Task input>
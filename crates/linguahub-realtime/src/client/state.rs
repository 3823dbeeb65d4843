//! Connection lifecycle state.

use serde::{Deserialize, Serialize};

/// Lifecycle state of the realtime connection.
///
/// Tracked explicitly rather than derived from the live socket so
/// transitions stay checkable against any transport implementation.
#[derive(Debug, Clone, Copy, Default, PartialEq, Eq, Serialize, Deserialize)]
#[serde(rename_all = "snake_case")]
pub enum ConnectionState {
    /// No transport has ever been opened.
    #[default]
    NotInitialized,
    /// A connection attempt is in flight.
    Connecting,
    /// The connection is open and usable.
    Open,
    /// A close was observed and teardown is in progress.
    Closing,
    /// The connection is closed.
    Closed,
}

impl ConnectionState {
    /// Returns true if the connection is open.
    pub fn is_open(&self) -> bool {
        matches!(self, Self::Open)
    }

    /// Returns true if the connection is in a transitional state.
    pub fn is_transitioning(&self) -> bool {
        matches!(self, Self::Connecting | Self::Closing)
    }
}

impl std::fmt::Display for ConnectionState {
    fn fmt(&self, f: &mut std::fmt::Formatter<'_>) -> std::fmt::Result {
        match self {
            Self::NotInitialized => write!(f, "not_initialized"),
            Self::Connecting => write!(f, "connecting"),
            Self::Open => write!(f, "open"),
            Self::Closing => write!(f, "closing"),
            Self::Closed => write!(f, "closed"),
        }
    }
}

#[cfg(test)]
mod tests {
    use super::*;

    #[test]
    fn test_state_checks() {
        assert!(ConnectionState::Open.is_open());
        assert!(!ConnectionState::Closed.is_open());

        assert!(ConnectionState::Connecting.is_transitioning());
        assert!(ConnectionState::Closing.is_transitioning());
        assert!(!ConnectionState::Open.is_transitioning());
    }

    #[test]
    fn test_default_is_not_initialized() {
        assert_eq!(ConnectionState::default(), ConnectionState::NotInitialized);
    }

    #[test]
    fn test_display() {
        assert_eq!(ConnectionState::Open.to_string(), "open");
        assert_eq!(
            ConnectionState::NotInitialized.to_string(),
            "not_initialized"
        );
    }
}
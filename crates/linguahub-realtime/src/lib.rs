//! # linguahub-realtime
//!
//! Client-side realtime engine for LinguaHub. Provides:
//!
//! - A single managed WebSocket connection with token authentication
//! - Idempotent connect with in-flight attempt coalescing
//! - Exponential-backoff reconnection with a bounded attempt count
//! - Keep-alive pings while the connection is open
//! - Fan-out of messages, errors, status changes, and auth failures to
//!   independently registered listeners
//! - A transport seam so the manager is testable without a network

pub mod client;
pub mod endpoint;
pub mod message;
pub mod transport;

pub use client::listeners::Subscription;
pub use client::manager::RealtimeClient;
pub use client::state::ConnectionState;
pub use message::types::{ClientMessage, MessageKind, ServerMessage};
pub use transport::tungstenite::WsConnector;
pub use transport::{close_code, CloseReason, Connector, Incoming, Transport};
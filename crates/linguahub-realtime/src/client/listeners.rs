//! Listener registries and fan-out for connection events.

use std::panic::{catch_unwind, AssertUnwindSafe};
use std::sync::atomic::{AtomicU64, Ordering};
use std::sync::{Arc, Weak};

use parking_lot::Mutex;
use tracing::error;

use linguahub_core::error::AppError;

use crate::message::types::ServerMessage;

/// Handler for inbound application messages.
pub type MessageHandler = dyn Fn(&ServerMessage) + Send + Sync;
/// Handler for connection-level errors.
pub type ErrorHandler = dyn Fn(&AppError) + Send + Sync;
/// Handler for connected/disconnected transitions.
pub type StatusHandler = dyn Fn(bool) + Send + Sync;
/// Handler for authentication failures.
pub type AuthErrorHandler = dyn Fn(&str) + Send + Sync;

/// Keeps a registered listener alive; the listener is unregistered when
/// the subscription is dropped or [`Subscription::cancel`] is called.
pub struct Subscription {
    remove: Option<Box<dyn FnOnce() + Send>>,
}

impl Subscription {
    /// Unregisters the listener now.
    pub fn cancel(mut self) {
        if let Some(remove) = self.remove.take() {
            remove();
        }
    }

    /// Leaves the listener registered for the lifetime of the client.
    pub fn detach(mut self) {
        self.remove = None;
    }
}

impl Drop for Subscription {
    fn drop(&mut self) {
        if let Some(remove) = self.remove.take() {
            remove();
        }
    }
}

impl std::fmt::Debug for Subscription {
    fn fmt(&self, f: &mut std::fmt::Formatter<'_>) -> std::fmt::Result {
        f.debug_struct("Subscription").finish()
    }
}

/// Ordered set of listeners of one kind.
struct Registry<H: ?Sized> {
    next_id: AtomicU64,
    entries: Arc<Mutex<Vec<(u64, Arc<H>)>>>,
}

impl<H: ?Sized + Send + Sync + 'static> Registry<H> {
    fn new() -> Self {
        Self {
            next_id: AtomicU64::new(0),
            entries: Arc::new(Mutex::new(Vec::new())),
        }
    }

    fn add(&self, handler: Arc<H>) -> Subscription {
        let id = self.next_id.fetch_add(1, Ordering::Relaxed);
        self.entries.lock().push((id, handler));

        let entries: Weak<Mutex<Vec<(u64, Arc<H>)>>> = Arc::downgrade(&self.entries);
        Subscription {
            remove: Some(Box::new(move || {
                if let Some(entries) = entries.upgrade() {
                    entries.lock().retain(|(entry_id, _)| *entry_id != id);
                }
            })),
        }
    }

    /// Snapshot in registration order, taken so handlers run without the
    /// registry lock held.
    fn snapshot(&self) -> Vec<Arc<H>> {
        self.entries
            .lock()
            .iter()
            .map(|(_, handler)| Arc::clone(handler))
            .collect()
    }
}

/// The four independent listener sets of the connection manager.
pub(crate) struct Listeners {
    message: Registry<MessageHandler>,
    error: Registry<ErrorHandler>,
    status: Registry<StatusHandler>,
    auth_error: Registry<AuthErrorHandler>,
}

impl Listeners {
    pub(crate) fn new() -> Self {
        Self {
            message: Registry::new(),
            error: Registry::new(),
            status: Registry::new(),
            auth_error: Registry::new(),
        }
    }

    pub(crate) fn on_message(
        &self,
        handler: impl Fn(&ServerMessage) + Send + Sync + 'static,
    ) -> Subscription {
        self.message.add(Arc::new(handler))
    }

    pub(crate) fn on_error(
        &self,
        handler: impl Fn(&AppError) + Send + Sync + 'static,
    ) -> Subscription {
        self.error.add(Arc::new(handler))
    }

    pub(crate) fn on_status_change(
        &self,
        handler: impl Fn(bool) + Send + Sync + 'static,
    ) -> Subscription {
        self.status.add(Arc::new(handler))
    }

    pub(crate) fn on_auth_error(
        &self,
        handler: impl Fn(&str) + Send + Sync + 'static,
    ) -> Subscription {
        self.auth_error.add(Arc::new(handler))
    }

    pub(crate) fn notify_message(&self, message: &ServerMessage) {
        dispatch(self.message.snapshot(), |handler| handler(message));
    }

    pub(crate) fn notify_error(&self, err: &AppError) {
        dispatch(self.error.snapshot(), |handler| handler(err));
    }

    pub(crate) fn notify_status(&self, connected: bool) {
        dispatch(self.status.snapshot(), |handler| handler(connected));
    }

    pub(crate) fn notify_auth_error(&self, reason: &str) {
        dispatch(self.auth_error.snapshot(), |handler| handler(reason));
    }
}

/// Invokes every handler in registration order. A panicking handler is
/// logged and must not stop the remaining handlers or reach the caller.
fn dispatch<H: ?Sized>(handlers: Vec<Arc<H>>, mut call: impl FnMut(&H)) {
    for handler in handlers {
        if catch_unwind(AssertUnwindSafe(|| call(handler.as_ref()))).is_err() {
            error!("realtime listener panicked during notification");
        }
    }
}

Exercise> Collect, from the material above, every line containing the word "Weak".

Answer to the exercise>
use std::sync::{Arc, Weak};
        let entries: Weak<Mutex<Vec<(u64, Arc<H>)>>> = Arc::downgrade(&self.entries);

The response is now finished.